Some of its most memorable lodging is found among the historic pousadas dotted throughout the region. A network of formerly state-run hotels folded into castles, convents and palaces, the design of the more traditional of these properties often embodies a certain monastic restraint favoring simplicity over baroque pomp.
A growing choice of more modern accommodations are emerging, too, such as São Lourenço do Barrocal, a country estate near the Spanish border. Set within a working vineyard and olive grove, it offers chicly decorated suites, cottages and rooms converted from barns and farmers’ quarters by one of Portugal’s foremost architects, Souto de Moura. The on-site restaurant serves wines produced at the estate alongside local produce and porco preto (black pork) from acorn-eating Iberian pigs.

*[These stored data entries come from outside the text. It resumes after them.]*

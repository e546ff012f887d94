use crate::errors::{Error, Result};
use crate::model::{DeviceStatus, GatewayChanges, GatewayStatus, NewDevice, NewGateway};
use chrono::{DateTime, Utc};
use serde::Deserialize;
use std::net::Ipv4Addr;
use tracing::debug;

const SERIAL_MIN: usize = 3;
const SERIAL_MAX: usize = 100;
const NAME_MIN: usize = 2;
const NAME_MAX: usize = 100;
const LOCATION_MAX: usize = 200;

/// Raw body of `POST /api/gateways`
#[derive(Debug, Default, Deserialize)]
#[serde(deny_unknown_fields)]
pub struct CreateGatewayPayload {
    pub serial_number: Option<String>,
    pub name: Option<String>,
    pub ipv4_address: Option<String>,
    pub status: Option<String>,
    pub location: Option<String>,
}

/// Raw body of `PATCH /api/gateways/:id`
#[derive(Debug, Default, Deserialize)]
#[serde(deny_unknown_fields)]
pub struct UpdateGatewayPayload {
    pub name: Option<String>,
    pub ipv4_address: Option<String>,
    pub status: Option<String>,
    /// Absent leaves the location alone, `null` clears it.
    #[serde(default, with = "::serde_with::rust::double_option")]
    pub location: Option<Option<String>>,
    /// Accepted so clients sending it are not rejected; never applied.
    pub serial_number: Option<serde_json::Value>,
}

/// Raw body of `POST /api/gateways/:id/devices`
#[derive(Debug, Default, Deserialize)]
#[serde(deny_unknown_fields)]
pub struct AttachDevicePayload {
    pub uid: Option<i64>,
    pub vendor: Option<String>,
    pub status: Option<String>,
    pub last_seen_at: Option<DateTime<Utc>>,
}

/// Collects one message per failed rule
#[derive(Default)]
struct Violations(Vec<String>);

impl Violations {
    fn push(&mut self, message: impl Into<String>) {
        self.0.push(message.into());
    }

    fn finish<T>(self, value: impl FnOnce() -> T) -> Result<T> {
        if self.0.is_empty() {
            Ok(value())
        } else {
            Err(Error::Validation(self.0))
        }
    }
}

pub fn validate_new_gateway(payload: CreateGatewayPayload) -> Result<NewGateway> {
    let mut violations = Violations::default();

    match payload.serial_number.as_deref() {
        None | Some("") => violations.push("Serial number is required"),
        Some(serial) => check_serial_number(serial, &mut violations),
    }
    match payload.name.as_deref() {
        None | Some("") => violations.push("Gateway name is required"),
        Some(name) => check_name(name, &mut violations),
    }
    match payload.ipv4_address.as_deref() {
        Some(ip) => check_ipv4(ip, &mut violations),
        None => violations.push(IPV4_MESSAGE),
    }
    let status = payload
        .status
        .as_deref()
        .and_then(|s| s.parse::<GatewayStatus>().ok());
    if status.is_none() {
        violations.push(GATEWAY_STATUS_MESSAGE);
    }
    if let Some(location) = payload.location.as_deref() {
        check_location(location, &mut violations);
    }

    violations.finish(|| NewGateway {
        serial_number: payload.serial_number.unwrap_or_default(),
        name: payload.name.unwrap_or_default(),
        ipv4_address: payload.ipv4_address.unwrap_or_default(),
        status: status.unwrap_or(GatewayStatus::Active),
        location: payload.location,
    })
}

/// Validates the provided fields only. A `serial_number` is dropped here and
/// never reaches the service.
pub fn validate_gateway_changes(payload: UpdateGatewayPayload) -> Result<GatewayChanges> {
    let mut violations = Violations::default();

    if payload.serial_number.is_some() {
        debug!("Ignoring serial_number in gateway update payload");
    }

    if let Some(name) = payload.name.as_deref() {
        if name.is_empty() {
            violations.push("Gateway name is required");
        } else {
            check_name(name, &mut violations);
        }
    }
    if let Some(ip) = payload.ipv4_address.as_deref() {
        check_ipv4(ip, &mut violations);
    }
    let mut status = None;
    if let Some(raw) = payload.status.as_deref() {
        status = raw.parse::<GatewayStatus>().ok();
        if status.is_none() {
            violations.push(GATEWAY_STATUS_MESSAGE);
        }
    }
    if let Some(Some(location)) = payload.location.as_ref() {
        check_location(location, &mut violations);
    }

    violations.finish(|| GatewayChanges {
        name: payload.name,
        ipv4_address: payload.ipv4_address,
        status,
        location: payload.location,
    })
}

pub fn validate_new_device(payload: AttachDevicePayload) -> Result<NewDevice> {
    let mut violations = Violations::default();

    match payload.uid {
        None => violations.push("UID is required"),
        Some(uid) if uid <= 0 => violations.push("UID must be a positive number"),
        Some(_) => {}
    }
    if payload.vendor.as_deref().map_or(true, str::is_empty) {
        violations.push("Vendor is required");
    }
    let status = payload
        .status
        .as_deref()
        .and_then(|s| s.parse::<DeviceStatus>().ok());
    if status.is_none() {
        violations.push(DEVICE_STATUS_MESSAGE);
    }

    violations.finish(|| NewDevice {
        uid: payload.uid.unwrap_or_default(),
        vendor: payload.vendor.unwrap_or_default(),
        status: status.unwrap_or(DeviceStatus::Offline),
        last_seen_at: payload.last_seen_at,
    })
}

const IPV4_MESSAGE: &str = "IPv4 address must be a valid IPv4 format";
const GATEWAY_STATUS_MESSAGE: &str = "Status must be one of: active, inactive, decommissioned";
const DEVICE_STATUS_MESSAGE: &str = "Status must be one of: online, offline, maintenance";

fn check_serial_number(serial: &str, violations: &mut Violations) {
    let len = serial.chars().count();
    if len < SERIAL_MIN {
        violations.push(format!(
            "Serial number must be at least {} characters long",
            SERIAL_MIN
        ));
    }
    if len > SERIAL_MAX {
        violations.push(format!(
            "Serial number cannot exceed {} characters",
            SERIAL_MAX
        ));
    }
}

fn check_name(name: &str, violations: &mut Violations) {
    let len = name.chars().count();
    if len < NAME_MIN {
        violations.push(format!(
            "Gateway name must be at least {} characters long",
            NAME_MIN
        ));
    }
    if len > NAME_MAX {
        violations.push(format!("Gateway name cannot exceed {} characters", NAME_MAX));
    }
}

// Ipv4Addr's parser only accepts four decimal octets without leading zeros.
fn check_ipv4(ip: &str, violations: &mut Violations) {
    if ip.parse::<Ipv4Addr>().is_err() {
        violations.push(IPV4_MESSAGE);
    }
}

fn check_location(location: &str, violations: &mut Violations) {
    if location.chars().count() > LOCATION_MAX {
        violations.push(format!("Location cannot exceed {} characters", LOCATION_MAX));
    }
}

#[cfg(test)]
mod tests {
    use super::*;

    fn valid_gateway_payload() -> CreateGatewayPayload {
        CreateGatewayPayload {
            serial_number: Some("GW001".to_string()),
            name: Some("Gateway 1".to_string()),
            ipv4_address: Some("192.168.1.1".to_string()),
            status: Some("active".to_string()),
            location: None,
        }
    }

    fn messages(result: Result<impl std::fmt::Debug>) -> Vec<String> {
        match result {
            Err(Error::Validation(messages)) => messages,
            other => panic!("expected validation error, got {:?}", other),
        }
    }

    #[test]
    fn test_valid_gateway() {
        let gateway = validate_new_gateway(valid_gateway_payload()).unwrap();
        assert_eq!(gateway.serial_number, "GW001");
        assert_eq!(gateway.status, GatewayStatus::Active);
    }

    #[test]
    fn test_empty_gateway_reports_every_field() {
        let messages = messages(validate_new_gateway(CreateGatewayPayload::default()));

        assert!(messages.contains(&"Serial number is required".to_string()));
        assert!(messages.contains(&"Gateway name is required".to_string()));
        assert!(messages.contains(&IPV4_MESSAGE.to_string()));
        assert!(messages.contains(&GATEWAY_STATUS_MESSAGE.to_string()));
        assert_eq!(messages.len(), 4);
    }

    #[test]
    fn test_length_limits() {
        let mut payload = valid_gateway_payload();
        payload.serial_number = Some("GW".to_string());
        payload.name = Some("x".repeat(101));
        payload.location = Some("y".repeat(201));

        let messages = messages(validate_new_gateway(payload));
        assert_eq!(
            messages,
            vec![
                "Serial number must be at least 3 characters long",
                "Gateway name cannot exceed 100 characters",
                "Location cannot exceed 200 characters",
            ]
        );
    }

    #[test]
    fn test_invalid_ipv4_formats() {
        for ip in ["256.1.1.1", "192.168.1", "192.168.001.1", "::1", "gateway.local"] {
            let mut payload = valid_gateway_payload();
            payload.ipv4_address = Some(ip.to_string());
            assert_eq!(
                messages(validate_new_gateway(payload)),
                vec![IPV4_MESSAGE],
                "{} should be rejected",
                ip
            );
        }
    }

    #[test]
    fn test_unknown_gateway_status() {
        let mut payload = valid_gateway_payload();
        payload.status = Some("retired".to_string());
        assert_eq!(
            messages(validate_new_gateway(payload)),
            vec![GATEWAY_STATUS_MESSAGE]
        );
    }

    #[test]
    fn test_update_drops_serial_number() {
        let changes = validate_gateway_changes(UpdateGatewayPayload {
            serial_number: Some(serde_json::json!("GW002")),
            ..Default::default()
        })
        .unwrap();

        assert_eq!(changes, GatewayChanges::default());
    }

    #[test]
    fn test_update_location_null_clears() {
        let payload: UpdateGatewayPayload =
            serde_json::from_value(serde_json::json!({ "location": null })).unwrap();
        let changes = validate_gateway_changes(payload).unwrap();
        assert_eq!(changes.location, Some(None));

        let payload: UpdateGatewayPayload =
            serde_json::from_value(serde_json::json!({ "name": "Renamed" })).unwrap();
        let changes = validate_gateway_changes(payload).unwrap();
        assert_eq!(changes.location, None);
    }

    #[test]
    fn test_unknown_fields_rejected() {
        let payload = serde_json::json!({
            "serial_number": "GW001",
            "name": "Gateway",
            "ipv4_address": "10.0.0.1",
            "status": "active",
            "bogus": 1
        });
        assert!(serde_json::from_value::<CreateGatewayPayload>(payload).is_err());

        let payload = serde_json::json!({ "uid": 1, "vendor": "V", "status": "online", "extra": true });
        assert!(serde_json::from_value::<AttachDevicePayload>(payload).is_err());

        let payload = serde_json::json!({ "serial_number": "GW002", "color": "red" });
        assert!(serde_json::from_value::<UpdateGatewayPayload>(payload).is_err());

        let payload = serde_json::json!({ "serial_number": "GW002" });
        assert!(serde_json::from_value::<UpdateGatewayPayload>(payload).is_ok());
    }

    #[test]
    fn test_update_validates_provided_fields_only() {
        let changes = validate_gateway_changes(UpdateGatewayPayload {
            status: Some("decommissioned".to_string()),
            ..Default::default()
        })
        .unwrap();
        assert_eq!(changes.status, Some(GatewayStatus::Decommissioned));
        assert!(changes.name.is_none());

        let result = validate_gateway_changes(UpdateGatewayPayload {
            ipv4_address: Some("10.0.0".to_string()),
            name: Some("G".to_string()),
            ..Default::default()
        });
        assert_eq!(
            messages(result),
            vec![
                "Gateway name must be at least 2 characters long",
                IPV4_MESSAGE,
            ]
        );
    }

    #[test]
    fn test_valid_device() {
        let device = validate_new_device(AttachDevicePayload {
            uid: Some(12345),
            vendor: Some("Vendor 1".to_string()),
            status: Some("online".to_string()),
            last_seen_at: None,
        })
        .unwrap();

        assert_eq!(device.uid, 12345);
        assert_eq!(device.status, DeviceStatus::Online);
    }

    #[test]
    fn test_invalid_device() {
        let messages = messages(validate_new_device(AttachDevicePayload {
            uid: Some(0),
            vendor: Some(String::new()),
            status: Some("lost".to_string()),
            last_seen_at: None,
        }));

        assert_eq!(
            messages,
            vec![
                "UID must be a positive number",
                "Vendor is required",
                DEVICE_STATUS_MESSAGE,
            ]
        );
    }

    #[test]
    fn test_missing_uid() {
        let messages = messages(validate_new_device(AttachDevicePayload {
            uid: None,
            vendor: Some("Vendor".to_string()),
            status: Some("offline".to_string()),
            last_seen_at: None,
        }));

        assert_eq!(messages, vec!["UID is required"]);
    }
}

Nearby lies Monsaraz, a hilltop village with cobbled lanes and a medieval city wall, here local artisans carry forward one of the region’s many craft practices, hand-weaving traditional rugs in vibrant colors.
Tracking west to the coast, Alentejo’s bucolic calm ends abruptly at the Atlantic Ocean, where there is drama in spades. The beautifully rugged coastline is largely protected by national-park status, safeguarding some of Europe’s best-preserved beaches.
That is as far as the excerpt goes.